▶ _Your objective_: What lines below hold the string "written"? Copy them all.

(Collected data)
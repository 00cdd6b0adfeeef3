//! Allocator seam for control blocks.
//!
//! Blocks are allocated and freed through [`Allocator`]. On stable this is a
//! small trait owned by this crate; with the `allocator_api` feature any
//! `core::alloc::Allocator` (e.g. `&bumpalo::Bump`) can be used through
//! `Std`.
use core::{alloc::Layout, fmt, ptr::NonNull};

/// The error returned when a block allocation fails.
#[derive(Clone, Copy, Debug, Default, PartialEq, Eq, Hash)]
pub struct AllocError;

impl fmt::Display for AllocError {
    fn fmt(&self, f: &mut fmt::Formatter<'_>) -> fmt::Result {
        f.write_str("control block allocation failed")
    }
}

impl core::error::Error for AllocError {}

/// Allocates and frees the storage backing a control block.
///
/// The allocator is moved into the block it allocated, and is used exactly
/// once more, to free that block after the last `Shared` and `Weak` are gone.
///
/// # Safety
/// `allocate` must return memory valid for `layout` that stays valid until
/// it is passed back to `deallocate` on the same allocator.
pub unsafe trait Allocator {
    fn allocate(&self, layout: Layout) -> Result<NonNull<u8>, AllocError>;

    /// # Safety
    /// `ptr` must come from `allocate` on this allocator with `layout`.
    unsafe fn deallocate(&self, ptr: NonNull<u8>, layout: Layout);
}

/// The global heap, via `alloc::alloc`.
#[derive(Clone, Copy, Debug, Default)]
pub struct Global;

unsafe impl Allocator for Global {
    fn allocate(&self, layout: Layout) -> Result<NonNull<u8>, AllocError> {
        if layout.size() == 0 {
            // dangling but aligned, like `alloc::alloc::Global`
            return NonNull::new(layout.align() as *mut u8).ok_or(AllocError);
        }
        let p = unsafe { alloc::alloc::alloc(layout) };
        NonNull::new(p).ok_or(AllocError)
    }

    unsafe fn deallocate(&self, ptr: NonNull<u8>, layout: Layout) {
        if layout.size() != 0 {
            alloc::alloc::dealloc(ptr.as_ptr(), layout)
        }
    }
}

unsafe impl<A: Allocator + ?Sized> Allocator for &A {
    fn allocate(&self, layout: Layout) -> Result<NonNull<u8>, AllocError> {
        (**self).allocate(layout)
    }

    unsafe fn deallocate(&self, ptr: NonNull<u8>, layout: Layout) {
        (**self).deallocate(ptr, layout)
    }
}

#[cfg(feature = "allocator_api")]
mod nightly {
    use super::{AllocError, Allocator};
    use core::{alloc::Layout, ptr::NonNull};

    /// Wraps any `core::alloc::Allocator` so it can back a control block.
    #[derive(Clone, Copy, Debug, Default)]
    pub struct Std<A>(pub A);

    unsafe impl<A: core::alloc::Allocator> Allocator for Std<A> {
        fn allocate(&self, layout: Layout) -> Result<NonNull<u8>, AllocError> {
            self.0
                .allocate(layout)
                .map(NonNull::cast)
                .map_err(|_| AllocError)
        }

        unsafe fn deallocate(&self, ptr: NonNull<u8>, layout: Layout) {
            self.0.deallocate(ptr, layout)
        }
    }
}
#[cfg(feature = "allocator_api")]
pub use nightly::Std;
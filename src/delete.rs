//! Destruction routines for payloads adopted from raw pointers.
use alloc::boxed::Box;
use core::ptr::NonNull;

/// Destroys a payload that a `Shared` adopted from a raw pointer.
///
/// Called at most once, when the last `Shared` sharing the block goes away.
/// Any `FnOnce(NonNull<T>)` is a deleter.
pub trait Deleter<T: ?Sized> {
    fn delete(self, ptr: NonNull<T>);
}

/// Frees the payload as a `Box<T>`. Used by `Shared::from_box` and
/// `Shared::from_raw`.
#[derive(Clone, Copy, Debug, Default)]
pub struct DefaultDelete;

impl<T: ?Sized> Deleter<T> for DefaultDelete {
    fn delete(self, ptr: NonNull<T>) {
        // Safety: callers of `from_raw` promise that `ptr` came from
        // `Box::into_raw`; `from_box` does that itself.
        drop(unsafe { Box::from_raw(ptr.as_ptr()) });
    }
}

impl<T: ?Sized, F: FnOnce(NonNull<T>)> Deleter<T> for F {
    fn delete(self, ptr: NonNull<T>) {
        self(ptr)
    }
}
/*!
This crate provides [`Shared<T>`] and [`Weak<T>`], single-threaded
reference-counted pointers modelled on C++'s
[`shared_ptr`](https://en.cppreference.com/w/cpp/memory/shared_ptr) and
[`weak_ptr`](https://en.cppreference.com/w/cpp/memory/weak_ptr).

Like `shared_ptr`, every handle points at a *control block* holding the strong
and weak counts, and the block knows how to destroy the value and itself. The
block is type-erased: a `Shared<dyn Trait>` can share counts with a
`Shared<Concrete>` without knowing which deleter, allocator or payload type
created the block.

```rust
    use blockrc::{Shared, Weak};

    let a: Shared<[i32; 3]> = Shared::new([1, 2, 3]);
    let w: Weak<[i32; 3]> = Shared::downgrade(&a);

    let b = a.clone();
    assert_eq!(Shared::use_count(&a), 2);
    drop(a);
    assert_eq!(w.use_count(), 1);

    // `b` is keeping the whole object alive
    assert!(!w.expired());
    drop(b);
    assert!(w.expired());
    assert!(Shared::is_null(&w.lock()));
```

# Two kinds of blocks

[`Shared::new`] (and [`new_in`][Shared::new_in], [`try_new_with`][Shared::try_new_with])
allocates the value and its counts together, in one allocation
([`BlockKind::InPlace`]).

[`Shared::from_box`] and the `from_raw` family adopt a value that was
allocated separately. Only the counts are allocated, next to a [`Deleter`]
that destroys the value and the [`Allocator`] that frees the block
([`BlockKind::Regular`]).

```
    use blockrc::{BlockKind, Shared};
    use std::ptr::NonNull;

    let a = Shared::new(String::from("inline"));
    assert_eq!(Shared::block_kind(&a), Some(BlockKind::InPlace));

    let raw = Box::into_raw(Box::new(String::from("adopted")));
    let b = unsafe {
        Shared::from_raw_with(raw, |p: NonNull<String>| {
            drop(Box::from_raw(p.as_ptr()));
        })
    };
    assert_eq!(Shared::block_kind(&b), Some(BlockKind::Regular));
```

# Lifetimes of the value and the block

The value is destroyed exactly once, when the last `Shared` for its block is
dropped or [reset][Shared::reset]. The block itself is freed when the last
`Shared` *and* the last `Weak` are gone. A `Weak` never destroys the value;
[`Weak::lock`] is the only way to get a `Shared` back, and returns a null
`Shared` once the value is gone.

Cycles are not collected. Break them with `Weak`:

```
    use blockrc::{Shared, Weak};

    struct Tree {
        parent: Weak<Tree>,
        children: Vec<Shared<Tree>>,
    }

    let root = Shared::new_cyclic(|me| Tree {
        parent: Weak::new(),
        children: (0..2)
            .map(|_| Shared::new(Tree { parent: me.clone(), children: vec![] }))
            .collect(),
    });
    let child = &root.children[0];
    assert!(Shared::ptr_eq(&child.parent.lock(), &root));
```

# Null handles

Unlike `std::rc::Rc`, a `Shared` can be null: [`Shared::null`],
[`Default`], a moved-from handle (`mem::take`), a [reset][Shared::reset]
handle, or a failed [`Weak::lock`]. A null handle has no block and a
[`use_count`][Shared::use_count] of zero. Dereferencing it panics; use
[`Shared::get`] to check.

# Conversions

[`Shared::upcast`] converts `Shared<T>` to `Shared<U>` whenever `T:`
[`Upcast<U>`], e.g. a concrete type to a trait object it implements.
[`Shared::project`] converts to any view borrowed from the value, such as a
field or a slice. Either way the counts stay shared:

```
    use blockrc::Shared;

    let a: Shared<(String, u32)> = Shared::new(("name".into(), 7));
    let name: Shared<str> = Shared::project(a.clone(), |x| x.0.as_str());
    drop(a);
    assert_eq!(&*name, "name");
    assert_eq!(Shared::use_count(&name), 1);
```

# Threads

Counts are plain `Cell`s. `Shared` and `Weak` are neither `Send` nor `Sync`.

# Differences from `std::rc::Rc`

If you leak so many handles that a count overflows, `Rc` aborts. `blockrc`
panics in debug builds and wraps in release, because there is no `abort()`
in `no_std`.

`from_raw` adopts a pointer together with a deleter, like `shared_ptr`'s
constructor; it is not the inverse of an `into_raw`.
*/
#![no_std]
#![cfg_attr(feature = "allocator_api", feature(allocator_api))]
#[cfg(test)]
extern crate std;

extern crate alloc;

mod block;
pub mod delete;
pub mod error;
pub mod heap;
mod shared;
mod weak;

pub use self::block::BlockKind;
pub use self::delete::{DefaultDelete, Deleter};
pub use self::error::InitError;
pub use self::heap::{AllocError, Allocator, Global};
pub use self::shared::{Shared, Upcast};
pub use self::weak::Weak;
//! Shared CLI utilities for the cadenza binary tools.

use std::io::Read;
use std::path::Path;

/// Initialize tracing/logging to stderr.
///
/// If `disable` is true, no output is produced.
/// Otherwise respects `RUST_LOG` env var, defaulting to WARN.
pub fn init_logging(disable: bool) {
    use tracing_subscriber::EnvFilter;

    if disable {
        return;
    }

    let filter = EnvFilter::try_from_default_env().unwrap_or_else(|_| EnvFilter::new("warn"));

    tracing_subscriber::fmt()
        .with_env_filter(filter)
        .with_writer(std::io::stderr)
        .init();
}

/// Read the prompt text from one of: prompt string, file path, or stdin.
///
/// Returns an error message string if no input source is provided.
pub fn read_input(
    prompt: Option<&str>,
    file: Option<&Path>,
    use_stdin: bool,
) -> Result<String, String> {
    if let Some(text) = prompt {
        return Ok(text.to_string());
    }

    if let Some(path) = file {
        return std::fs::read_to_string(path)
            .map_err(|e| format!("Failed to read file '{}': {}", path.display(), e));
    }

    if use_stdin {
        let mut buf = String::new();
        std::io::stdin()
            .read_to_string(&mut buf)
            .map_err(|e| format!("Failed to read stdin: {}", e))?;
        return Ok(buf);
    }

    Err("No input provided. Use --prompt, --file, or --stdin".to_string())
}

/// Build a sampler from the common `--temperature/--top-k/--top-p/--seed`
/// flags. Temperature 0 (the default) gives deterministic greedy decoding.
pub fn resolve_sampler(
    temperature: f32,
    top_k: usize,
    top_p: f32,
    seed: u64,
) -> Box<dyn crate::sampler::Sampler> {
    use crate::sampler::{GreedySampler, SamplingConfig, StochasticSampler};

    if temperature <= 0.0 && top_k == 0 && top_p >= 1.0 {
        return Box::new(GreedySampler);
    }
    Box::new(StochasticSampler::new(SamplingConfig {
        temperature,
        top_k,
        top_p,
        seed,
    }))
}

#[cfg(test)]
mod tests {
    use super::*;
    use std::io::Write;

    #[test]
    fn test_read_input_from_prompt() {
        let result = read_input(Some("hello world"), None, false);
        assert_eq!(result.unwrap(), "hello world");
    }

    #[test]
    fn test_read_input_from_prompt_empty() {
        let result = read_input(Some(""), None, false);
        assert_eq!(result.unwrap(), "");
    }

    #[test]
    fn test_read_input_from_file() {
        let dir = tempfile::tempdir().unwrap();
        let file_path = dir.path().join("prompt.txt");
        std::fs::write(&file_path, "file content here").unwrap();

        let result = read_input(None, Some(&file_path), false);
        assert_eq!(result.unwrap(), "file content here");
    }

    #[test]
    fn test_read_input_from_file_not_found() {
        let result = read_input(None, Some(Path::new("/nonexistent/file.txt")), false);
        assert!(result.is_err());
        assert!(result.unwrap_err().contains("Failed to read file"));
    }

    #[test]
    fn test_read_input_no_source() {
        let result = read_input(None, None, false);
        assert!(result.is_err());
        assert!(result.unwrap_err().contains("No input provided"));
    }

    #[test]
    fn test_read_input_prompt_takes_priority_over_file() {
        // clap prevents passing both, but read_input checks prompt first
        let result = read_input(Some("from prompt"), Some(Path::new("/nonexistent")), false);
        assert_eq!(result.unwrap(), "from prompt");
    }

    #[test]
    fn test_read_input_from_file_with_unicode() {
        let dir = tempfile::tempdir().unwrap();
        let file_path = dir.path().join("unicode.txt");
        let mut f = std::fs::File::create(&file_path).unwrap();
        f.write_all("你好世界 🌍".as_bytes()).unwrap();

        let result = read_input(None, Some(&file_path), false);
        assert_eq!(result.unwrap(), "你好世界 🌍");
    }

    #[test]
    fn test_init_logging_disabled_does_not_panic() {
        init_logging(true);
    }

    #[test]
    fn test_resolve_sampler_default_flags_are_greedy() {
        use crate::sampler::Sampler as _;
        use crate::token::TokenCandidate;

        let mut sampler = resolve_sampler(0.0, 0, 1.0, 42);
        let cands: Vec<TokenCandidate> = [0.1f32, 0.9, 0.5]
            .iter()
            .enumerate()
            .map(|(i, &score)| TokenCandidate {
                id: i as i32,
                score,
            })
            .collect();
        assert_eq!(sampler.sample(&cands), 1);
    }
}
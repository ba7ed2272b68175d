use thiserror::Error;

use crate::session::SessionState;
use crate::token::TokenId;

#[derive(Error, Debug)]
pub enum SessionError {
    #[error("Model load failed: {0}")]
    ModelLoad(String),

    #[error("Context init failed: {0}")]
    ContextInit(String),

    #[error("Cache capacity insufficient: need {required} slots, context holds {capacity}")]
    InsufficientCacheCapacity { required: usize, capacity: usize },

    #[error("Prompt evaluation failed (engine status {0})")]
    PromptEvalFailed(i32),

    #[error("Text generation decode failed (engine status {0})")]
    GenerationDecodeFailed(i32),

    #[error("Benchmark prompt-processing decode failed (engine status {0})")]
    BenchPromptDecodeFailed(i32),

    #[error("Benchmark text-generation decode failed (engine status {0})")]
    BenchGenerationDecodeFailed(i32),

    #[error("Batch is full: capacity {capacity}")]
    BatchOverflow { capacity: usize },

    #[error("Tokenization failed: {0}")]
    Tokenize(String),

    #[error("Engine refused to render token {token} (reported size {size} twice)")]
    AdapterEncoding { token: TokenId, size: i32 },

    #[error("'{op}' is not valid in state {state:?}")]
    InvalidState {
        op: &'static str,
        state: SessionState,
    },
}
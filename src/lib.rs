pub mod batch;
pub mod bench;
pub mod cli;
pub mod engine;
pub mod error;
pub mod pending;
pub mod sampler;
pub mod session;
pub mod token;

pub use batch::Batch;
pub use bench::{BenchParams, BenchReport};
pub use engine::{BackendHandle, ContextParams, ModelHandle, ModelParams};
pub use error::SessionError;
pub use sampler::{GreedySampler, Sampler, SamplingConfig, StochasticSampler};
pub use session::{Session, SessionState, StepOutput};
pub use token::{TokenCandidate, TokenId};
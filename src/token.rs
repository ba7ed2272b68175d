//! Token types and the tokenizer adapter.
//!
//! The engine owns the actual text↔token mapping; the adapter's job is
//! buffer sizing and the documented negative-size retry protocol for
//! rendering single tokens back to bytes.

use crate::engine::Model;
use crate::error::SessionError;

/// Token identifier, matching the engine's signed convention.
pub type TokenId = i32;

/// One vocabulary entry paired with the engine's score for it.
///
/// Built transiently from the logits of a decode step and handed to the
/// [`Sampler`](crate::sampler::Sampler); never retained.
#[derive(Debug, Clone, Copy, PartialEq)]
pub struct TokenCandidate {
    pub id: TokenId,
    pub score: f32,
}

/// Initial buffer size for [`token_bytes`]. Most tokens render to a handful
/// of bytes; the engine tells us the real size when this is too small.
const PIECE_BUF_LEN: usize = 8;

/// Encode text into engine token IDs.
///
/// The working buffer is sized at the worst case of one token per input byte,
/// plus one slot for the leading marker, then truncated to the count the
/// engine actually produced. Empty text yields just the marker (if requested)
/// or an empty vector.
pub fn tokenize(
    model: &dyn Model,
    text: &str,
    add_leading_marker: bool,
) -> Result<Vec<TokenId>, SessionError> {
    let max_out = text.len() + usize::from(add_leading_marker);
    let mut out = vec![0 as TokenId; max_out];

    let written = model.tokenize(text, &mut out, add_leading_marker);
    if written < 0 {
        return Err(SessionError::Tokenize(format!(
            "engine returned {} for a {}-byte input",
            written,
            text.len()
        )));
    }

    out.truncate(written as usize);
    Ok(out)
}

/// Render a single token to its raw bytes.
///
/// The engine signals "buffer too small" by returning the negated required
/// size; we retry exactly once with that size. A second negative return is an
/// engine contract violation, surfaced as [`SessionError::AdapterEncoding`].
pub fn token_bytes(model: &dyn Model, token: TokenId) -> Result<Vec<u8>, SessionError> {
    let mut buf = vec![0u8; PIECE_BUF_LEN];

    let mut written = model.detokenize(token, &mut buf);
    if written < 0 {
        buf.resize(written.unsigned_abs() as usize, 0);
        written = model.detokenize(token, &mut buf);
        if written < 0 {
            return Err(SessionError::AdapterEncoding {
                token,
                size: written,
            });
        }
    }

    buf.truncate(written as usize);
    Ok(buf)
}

▶ _Output of the exercise_:
    let written = model.tokenize(text, &mut out, add_leading_marker);
    if written < 0 {
            written,
    out.truncate(written as usize);
    let mut written = model.detokenize(token, &mut buf);
    if written < 0 {
        buf.resize(written.unsigned_abs() as usize, 0);
        written = model.detokenize(token, &mut buf);
        if written < 0 {
                size: written,
    buf.truncate(written as usize);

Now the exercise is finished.